Voldemort support for Avro schema evolution
Introduction
We are introducing support for evolving schemas for people using Avro in Voldemort! This will help Voldemort users to use the data in existing stores and add new fields as their application logic changes.
This project achieves this by adding a new serializer type "avro-generic-versioned". ( see the voldemort.serialization.avro.versioned.AvroVersionedGenericSerializer class)
Important Note:
The "avro-generic-versioned" can only be used with new Voldemort stores (and not existing avro-generic stores). "avro-generic-versioned" is not backwards compatible with the old "avro-generic" format.
Usage
You can define a store with the key/value serialzer type as avro-generic-versioned and then use the version numbers for the evolving schema.
A stores.xml example of this would look like the following:
<value-serializer> <type>avro-generic-versioned</type> <schema-info version="0">{ "type": "record", "name": "myrec", "fields": [{ "name": "original", "type": "string" }]} </schema-info> <schema-info version="1">{ "type": "record", "name": "myrec", "fields": [ { "name": "original", "type": "string" }, { "name": "new-field", "type": "string", "default":"" } ]} </schema-info> </value-serializer>
- Do ALL clients that read data need to be bounced before we can start writes in new schema?
Not anymore ! we have a new auto rebootstrap mechanism in Voldemort client, it will pick up the new schema from the server (This is asynchronous so the writes of objects created using the new schema may fail during this window (~5 seconds), you can choose to manually bounce the clients to pick up the change immediately) - Does the client that write the data need to immediately start writing data in new schema once Voldemort is updates & client is bounced?

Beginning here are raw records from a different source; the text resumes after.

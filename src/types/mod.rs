// ABOUTME: Type-safe identifiers and validated domain types.
// ABOUTME: Bucket names, function names, regions, key prefixes, and invalidation paths.

mod bucket_name;
mod function_name;
mod id;
mod key_prefix;
mod path_pattern;
mod region;

pub use bucket_name::{BucketName, BucketNameError};
pub use function_name::{FunctionName, FunctionNameError};
pub use id::{DistributionId, Id, InvalidationId};
pub use key_prefix::KeyPrefix;
pub use path_pattern::{PathPattern, PathPatternError};
pub use region::{Region, RegionError};
// ABOUTME: AWS backends: S3 for assets, Lambda for the server, CloudFront for the edge.
// ABOUTME: Each client is bound to its tier's region at construction.

mod cloudfront;
mod lambda;
mod s3;

pub use cloudfront::CloudFrontEdge;
pub use lambda::LambdaFunctions;
pub use s3::S3Store;

use super::Cloud;
use crate::config::DeploymentConfig;
use crate::types::Region;

/// The three AWS tiers a deployment touches.
pub type AwsCloud = Cloud<S3Store, LambdaFunctions, CloudFrontEdge>;

impl AwsCloud {
    /// Build clients for every tier using default credentials.
    ///
    /// Credentials come from the environment (AWS_ACCESS_KEY_ID,
    /// AWS_SECRET_ACCESS_KEY, profiles, or an IAM role).
    pub async fn connect(config: &DeploymentConfig) -> Self {
        let store = S3Store::connect(&config.object_store.region).await;
        let functions = LambdaFunctions::connect(&config.function.region).await;
        let edge = CloudFrontEdge::connect(&config.edge.region).await;
        Cloud::new(store, functions, edge)
    }
}

async fn load_sdk_config(region: &Region) -> aws_config::SdkConfig {
    aws_config::defaults(aws_config::BehaviorVersion::latest())
        .region(aws_config::Region::new(region.as_str().to_string()))
        .load()
        .await
}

The Voldemort client will always try to serialize the data with the newest schema it has. If the record you supply was created with an old schema we will serialize it using the old schema, however on a get call we will return the objects written with old schema with defaults for the new fields in the new schema. This feature supports Rolling upgrades! - Should I evolve my key schema
NO NEVER. this can cause things to break
How Do I Query Using a Java Program
Example:
This a simple example to get you started.

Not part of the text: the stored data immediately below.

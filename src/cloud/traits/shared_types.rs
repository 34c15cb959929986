// ABOUTME: Shared types used across cloud capability traits.
// ABOUTME: Trigger associations, event types, concurrency tokens, function versions.

use serde::{Deserialize, Serialize};
use std::fmt;
use std::str::FromStr;

/// Edge lifecycle event a function can be bound to.
#[derive(Debug, Clone, Copy, PartialEq, Eq, Hash, Serialize, Deserialize)]
#[serde(rename_all = "kebab-case")]
pub enum EventType {
    ViewerRequest,
    ViewerResponse,
    OriginRequest,
    OriginResponse,
}

impl EventType {
    pub fn as_str(&self) -> &'static str {
        match self {
            EventType::ViewerRequest => "viewer-request",
            EventType::ViewerResponse => "viewer-response",
            EventType::OriginRequest => "origin-request",
            EventType::OriginResponse => "origin-response",
        }
    }
}

impl fmt::Display for EventType {
    fn fmt(&self, f: &mut fmt::Formatter<'_>) -> fmt::Result {
        f.write_str(self.as_str())
    }
}

impl FromStr for EventType {
    type Err = String;

    fn from_str(s: &str) -> Result<Self, Self::Err> {
        match s {
            "viewer-request" => Ok(EventType::ViewerRequest),
            "viewer-response" => Ok(EventType::ViewerResponse),
            "origin-request" => Ok(EventType::OriginRequest),
            "origin-response" => Ok(EventType::OriginResponse),
            other => Err(format!("unknown event type: {}", other)),
        }
    }
}

/// Binding from an edge event to an immutable function version.
#[derive(Debug, Clone, PartialEq, Eq, Serialize)]
pub struct TriggerAssociation {
    pub event_type: EventType,
    /// Version-qualified function ARN.
    pub function_arn: String,
    pub include_body: bool,
}

/// Opaque token returned on read and required on write.
#[derive(Debug, Clone, PartialEq, Eq, Hash)]
pub struct ConcurrencyToken(String);

impl ConcurrencyToken {
    pub fn new(value: impl Into<String>) -> Self {
        Self(value.into())
    }

    pub fn as_str(&self) -> &str {
        &self.0
    }
}

impl fmt::Display for ConcurrencyToken {
    fn fmt(&self, f: &mut fmt::Formatter<'_>) -> fmt::Result {
        write!(f, "{}", self.0)
    }
}

/// A configuration snapshot and the token it was read at.
#[derive(Debug, Clone)]
pub struct VersionedConfig<C> {
    pub config: C,
    pub token: ConcurrencyToken,
}

/// An immutable published function version.
#[derive(Debug, Clone, PartialEq, Eq, Serialize)]
pub struct FunctionVersion {
    /// Unqualified function ARN.
    pub function_arn: String,
    pub version: String,
}

impl FunctionVersion {
    /// ARN pinned to this version, as edge triggers require.
    pub fn qualified_arn(&self) -> String {
        format!("{}:{}", self.function_arn, self.version)
    }
}

/// Processing state of the most recent code update.
#[derive(Debug, Clone, PartialEq, Eq)]
pub enum Readiness {
    Ready,
    Pending,
    Failed(String),
}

If you have an avro object for the key you dont need to do the Jsondecoder stuff just pass the object to the get call directly. If you have a JSON String representation of the key then you need to follow this route instead.

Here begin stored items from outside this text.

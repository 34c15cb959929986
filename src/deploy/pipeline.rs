// ABOUTME: Pipeline driver running every deployment stage in order.
// ABOUTME: Reports stage progress to a callback and returns a serializable summary.

use chrono::{DateTime, Utc};
use serde::Serialize;

use super::Deployment;
use super::error::{DeployError, DeployErrorKind};
use super::invalidate::InvalidationOutcome;
use super::publish::UploadReport;
use super::trigger::TriggerBinding;
use crate::cloud::{Cloud, EdgeOps, FunctionOps, FunctionVersion, ObjectStoreOps};
use crate::config::Config;
use crate::diagnostics::Warning;

/// Pipeline stages, in execution order.
#[derive(Debug, Clone, Copy, PartialEq, Eq)]
pub enum Stage {
    Package,
    PublishAssets,
    PublishFunction,
    BindTrigger,
    Invalidate,
}

impl Stage {
    pub fn description(&self) -> &'static str {
        match self {
            Stage::Package => "Packaging server bundle",
            Stage::PublishAssets => "Uploading static assets",
            Stage::PublishFunction => "Publishing function version",
            Stage::BindTrigger => "Binding edge trigger",
            Stage::Invalidate => "Invalidating edge cache",
        }
    }
}

/// Summary of a completed deployment.
#[derive(Debug, Clone, Serialize)]
pub struct DeployReport {
    pub bucket: String,
    pub prefix: Option<String>,
    pub function: String,
    pub distribution: String,
    pub archive_files: usize,
    pub archive_bytes: u64,
    pub uploads: UploadReport,
    pub function_version: FunctionVersion,
    pub trigger: TriggerBinding,
    pub invalidation: InvalidationOutcome,
    pub warnings: Vec<Warning>,
    pub started_at: DateTime<Utc>,
    pub finished_at: DateTime<Utc>,
}

/// A failed run: the stage error plus the warnings gathered before it.
#[derive(Debug, thiserror::Error)]
#[error("{error}")]
pub struct DeployFailure {
    pub error: DeployError,
    pub warnings: Vec<Warning>,
}

impl DeployFailure {
    pub fn kind(&self) -> DeployErrorKind {
        self.error.kind()
    }
}

impl From<DeployError> for DeployFailure {
    fn from(error: DeployError) -> Self {
        Self {
            error,
            warnings: Vec::new(),
        }
    }
}

/// Run package, asset upload, function publish, trigger binding, and
/// cache invalidation against `cloud`.
///
/// `on_stage` is called as each stage starts. The first failing stage ends
/// the run; stages already completed are not rolled back. Warnings raised
/// before the failure travel with it.
pub async fn run_pipeline<S, F, E>(
    config: Config,
    cloud: &Cloud<S, F, E>,
    mut on_stage: impl FnMut(Stage),
) -> Result<DeployReport, DeployFailure>
where
    S: ObjectStoreOps,
    F: FunctionOps,
    E: EdgeOps,
{
    let deployment = Deployment::new(config);

    on_stage(Stage::Package);
    let deployment = deployment.package().await?;

    on_stage(Stage::PublishAssets);
    let deployment = deployment.publish_assets(&cloud.store).await?;

    // Nothing warns again until invalidation.
    let carried = deployment.diagnostics().warnings().to_vec();
    let failed = |error| DeployFailure {
        error,
        warnings: carried.clone(),
    };

    on_stage(Stage::PublishFunction);
    let deployment = deployment
        .publish_function(&cloud.functions)
        .await
        .map_err(failed)?;

    on_stage(Stage::BindTrigger);
    let deployment = deployment.bind_trigger(&cloud.edge).await.map_err(failed)?;

    on_stage(Stage::Invalidate);
    let deployment = deployment.invalidate(&cloud.edge).await;

    Ok(deployment.finish())
}
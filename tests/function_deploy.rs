// ABOUTME: Integration tests for the function deployer against the in-memory platform.
// ABOUTME: Version numbering, readiness polling, processing failures, and busy functions.

use std::path::PathBuf;
use std::time::Duration;

use edgeship::cloud::memory::MemoryFunctions;
use edgeship::config::FunctionUpdateSettings;
use edgeship::deploy::{DeployErrorKind, deploy_function};
use edgeship::types::FunctionName;
use tempfile::TempDir;

fn settings() -> FunctionUpdateSettings {
    FunctionUpdateSettings {
        settle_timeout: Duration::from_secs(2),
        poll_interval: Duration::from_millis(1),
    }
}

fn archive(dir: &TempDir, contents: &[u8]) -> PathBuf {
    let path = dir.path().join("function.zip");
    std::fs::write(&path, contents).unwrap();
    path
}

fn name() -> FunctionName {
    FunctionName::new("f").unwrap()
}

#[tokio::test]
async fn publishes_next_version_with_new_code() {
    let dir = TempDir::new().unwrap();
    let functions = MemoryFunctions::new();
    functions.add_function("f", 4);

    let version = deploy_function(&functions, &name(), &archive(&dir, b"zip-v5"), &settings())
        .await
        .unwrap();

    assert_eq!(version.version, "5");
    assert_eq!(version.qualified_arn(), "arn:memory:function:f:5");
    assert_eq!(functions.published_versions("f").len(), 5);
    assert_eq!(functions.version_code("f", "5").unwrap().as_ref(), b"zip-v5");
    assert_eq!(functions.update_count(), 1);
}

#[tokio::test]
async fn first_version_of_fresh_function() {
    let dir = TempDir::new().unwrap();
    let functions = MemoryFunctions::new();
    functions.add_function("f", 0);

    let version = deploy_function(&functions, &name(), &archive(&dir, b"zip"), &settings())
        .await
        .unwrap();
    assert_eq!(version.version, "1");
}

#[tokio::test]
async fn waits_for_code_to_settle() {
    let dir = TempDir::new().unwrap();
    let functions = MemoryFunctions::new();
    functions.add_function("f", 1);
    functions.set_settle_polls(3);

    let version = deploy_function(&functions, &name(), &archive(&dir, b"zip"), &settings())
        .await
        .unwrap();
    assert_eq!(version.version, "2");
}

#[tokio::test]
async fn gives_up_after_settle_timeout() {
    let dir = TempDir::new().unwrap();
    let functions = MemoryFunctions::new();
    functions.add_function("f", 1);
    functions.set_settle_polls(u32::MAX);

    let err = deploy_function(
        &functions,
        &name(),
        &archive(&dir, b"zip"),
        &FunctionUpdateSettings {
            settle_timeout: Duration::from_millis(20),
            poll_interval: Duration::from_millis(5),
        },
    )
    .await
    .unwrap_err();

    assert_eq!(err.kind(), DeployErrorKind::FunctionPublish);
    assert_eq!(functions.published_versions("f").len(), 1);
}

#[tokio::test]
async fn failed_processing_is_a_publish_error() {
    let dir = TempDir::new().unwrap();
    let functions = MemoryFunctions::new();
    functions.add_function("f", 2);
    functions.fail_next_update("f", "handler not found");

    let err = deploy_function(&functions, &name(), &archive(&dir, b"zip"), &settings())
        .await
        .unwrap_err();

    assert_eq!(err.kind(), DeployErrorKind::FunctionPublish);
    assert!(err.to_string().contains("handler not found"));
    assert_eq!(functions.published_versions("f").len(), 2);

    // The failure applies to one update only.
    let version = deploy_function(&functions, &name(), &archive(&dir, b"zip"), &settings())
        .await
        .unwrap();
    assert_eq!(version.version, "3");
}

#[tokio::test]
async fn update_in_progress_is_not_retried() {
    let dir = TempDir::new().unwrap();
    let functions = MemoryFunctions::new();
    functions.add_function("f", 2);
    functions.set_update_in_progress(true);

    let err = deploy_function(&functions, &name(), &archive(&dir, b"zip"), &settings())
        .await
        .unwrap_err();

    assert_eq!(err.kind(), DeployErrorKind::FunctionUpdate);
    assert_eq!(functions.update_count(), 0);
}

#[tokio::test]
async fn unknown_function_is_an_update_error() {
    let dir = TempDir::new().unwrap();
    let functions = MemoryFunctions::new();

    let err = deploy_function(&functions, &name(), &archive(&dir, b"zip"), &settings())
        .await
        .unwrap_err();
    assert_eq!(err.kind(), DeployErrorKind::FunctionUpdate);
}

#[tokio::test]
async fn missing_archive_is_an_io_error() {
    let dir = TempDir::new().unwrap();
    let functions = MemoryFunctions::new();
    functions.add_function("f", 0);

    let err = deploy_function(
        &functions,
        &name(),
        &dir.path().join("missing.zip"),
        &settings(),
    )
    .await
    .unwrap_err();
    assert_eq!(err.kind(), DeployErrorKind::Io);
}
// ABOUTME: Entry point for the edgeship CLI application.
// ABOUTME: Parses arguments and dispatches to appropriate command handlers.

mod cli;
mod commands;

use clap::Parser;
use cli::{Cli, Commands};
use edgeship::config::{self, Config};
use edgeship::error::Result;
use edgeship::output::Output;
use std::env;
use std::path::Path;
use tracing_subscriber::EnvFilter;

#[tokio::main]
async fn main() {
    let cli = Cli::parse();

    let filter = if cli.verbose {
        EnvFilter::new("debug")
    } else {
        EnvFilter::new("warn")
    };
    tracing_subscriber::fmt()
        .with_env_filter(filter)
        .with_target(true)
        .with_writer(std::io::stderr)
        .init();

    let mut output = Output::new(cli.output_mode());

    if let Err(e) = run(cli.command, &mut output).await {
        output.error(&e.to_string());
        std::process::exit(1);
    }
}

async fn run(command: Commands, output: &mut Output) -> Result<()> {
    let cwd = env::current_dir()?;

    match command {
        Commands::Init { force } => {
            let path = config::init_config(&cwd, force)?;
            output.success(&format!("Created {}", path.display()));
            Ok(())
        }
        Commands::Deploy {
            config,
            strict,
            skip_invalidation,
        } => {
            let mut config = load_config(&cwd, config.as_deref())?;
            if strict {
                config.publish.strict = true;
            }
            if skip_invalidation {
                config.invalidation.enabled = false;
            }
            commands::deploy(config, &cwd, output).await
        }
        Commands::Package {
            config,
            output: destination,
        } => {
            let config = load_config(&cwd, config.as_deref())?;
            commands::package(config, destination, output).await
        }
        Commands::Invalidate { config, paths } => {
            let config = load_config(&cwd, config.as_deref())?;
            commands::invalidate(config, paths, output).await
        }
        Commands::Status { config } => {
            let config = load_config(&cwd, config.as_deref())?;
            commands::status(config, output).await
        }
    }
}

fn load_config(cwd: &Path, explicit: Option<&Path>) -> Result<Config> {
    match explicit {
        Some(path) => Config::load(path),
        None => Config::discover(cwd),
    }
}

The object the get call returns is a Versioned Object you can do a getValue() on this object to get the actual Avro object.
public void testAvroVersionedGet() { // make sure this is the correct bootstrap URL String bootstrapUrl = "tcp://localhost:6666"; StoreClientFactory factory = new SocketStoreClientFactory(new ClientConfig().setBootstrapUrls(bootstrapUrl)); //make sure this is the correct store name StoreClient<Object, Object> client = factory.getStoreClient("storeName"); Schema keySchema = Schema.parse("int"); JsonDecoder decoder = new JsonDecoder(keySchema,"1234"); GenericDatumReader<Object> datumReader = null; Object key = null; try { datumReader = new GenericDatumReader<Object>(keySchema); key = datumReader.read(null, decoder); } catch (IOException e) { // probably log this in your code if you copy paste ;-) e.printStackTrace(); } if (key == null) { System.err.println("Error parsing key "); } System.out.println("Value - " + client.get(key)); }
Safety Net
You should always use the admin tool to update the stores.xml to add new schema. If you want to do this on a production store the Voldemort team will do it.
If the schema change is backwards compatible the tool updates the stores.xml
[anagpal@anagpal-ld voldemort]$ ./bin/voldemort-admin-tool.sh --set-metadata stores.xml --set-metadata-value /home/anagpal/projects/stores.xml --url tcp://localhost:6666 INFO: Added required field myrec.new-field with default value: "" INFO: The schema is backward compatible. Old and new clients will be able to read records serialized by one another. INFO: Added required field myrec.new-field with default value: "" INFO: The schema is backward compatible. Old and new clients will be able to read records serialized by one another. Setting stores.xml for localhost:0
Otherwise it will fail. This is to protect you from corrupting the store due to serializing data with a bad schema.
[anagpal@anagpal-ld voldemort]$ ./bin/voldemort-admin-tool.sh --set-metadata stores.xml --set-metadata-value /home/anagpal/projects/stores.xml --url tcp://localhost:6666 ERROR: Illegal type change from STRING to INT for field myrec.original ERROR: The schema is not backward compatible. New clients will not be able to read existing data. voldemort.VoldemortException: The schema is not backward compatible. New clients will not be able to read existing data. at voldemort.serialization.avro.versioned.SchemaEvolutionValidator.checkSchemaCompatibility(SchemaEvolutionValidator.java:844) at voldemort.VoldemortAdminTool.main(VoldemortAdminTool.java:476) The schema is not backward compatible. New clients will not be able to read existing data.
Auto Rebootstrap when updating the schema
Please use the "--stores" option when you update
./bin/voldemort-admin-tool.sh --set-metadata stores.xml --set-metadata-value <path to new stores.xml> --url [url] --stores <comma separated list of stores>